The Remarkable Life of Robert A. Long
By Aaron Barnhardt
With the recent reopening of Longview Farm, the country estate built in 1914 by timber baron Robert A. Long, it’s worth reviewing the remarkable life of this high-rolling yet humble, God-fearing entrepreneur. The founder and CEO of the Long-Bell Lumber Company used his millions to support a plethora of philanthropic and religious interests as well as surround himself and his family with the fineries available only to winners of the Gilded Age.
R.A. Long grew up in Shelby County, Kentucky, and moved to Columbus, Kansas, where his uncle was president of a bank. Ambitious from the get-go, Long and his partner Victor Bell first made a go of it in the hay business. Long met his wife Martha Ellen there, but otherwise Columbus was not panning out.
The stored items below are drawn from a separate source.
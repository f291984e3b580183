//! Libris Core - in-memory personal library kernel
//!
//! This crate provides:
//! - The `Book` record model and its update patch
//! - An ordered in-memory `Collection` with case-insensitive lookup
//! - The `Repository` persistence seam and an in-memory implementation
//! - `Library`, which persists the whole collection after every mutation
//! - Text rendering for console drivers
//! - The error and structured logging facilities shared by all crates

pub mod errors;
pub mod logging_facility;
pub mod model;
pub mod ops;
pub mod render;
pub mod repository;

// Re-export commonly used types
pub use libris_core_types::schema;
pub use errors::{ExError, ExErrorKind, LibraryError, Result};
pub use model::{Book, BookUpdate, ReadingStats, SearchField};
pub use ops::{Collection, Library};
pub use repository::{MemoryRepository, Repository};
He and his partners started selling off their inventory, including their barns — and that’s when R.A. Long realized there was a pent-up demand for timber in the area.
Unlike farming, Long and his partners had little grasp of the lumber business. But they knew enough to undercut their only competitor in town. That person sold his business to Long, who assumed the lead role in the company.
What timing! The late 1800s were the beginning of an unprecedented run for lumbermen, who built tremendous fortunes acquiring forested land, cutting and planing the timber and selling direct to the public. By owning every step of the process, Long-Bell became the largest privately held timber company in the world.
R.A. Long moved his family, including daughters Sallie and Loula, to Kansas City in 1891. His family meant the world to him, and starting in 1907 he began to plan the two incredible residences they would call home: The 70-room Corinthian Hall (now the Kansas City Museum), with its enormous stone carriage house; and Longview Farm, covering 1800 acres with more than 50 buildings including the palatial main residence, which underwent a long restoration this year.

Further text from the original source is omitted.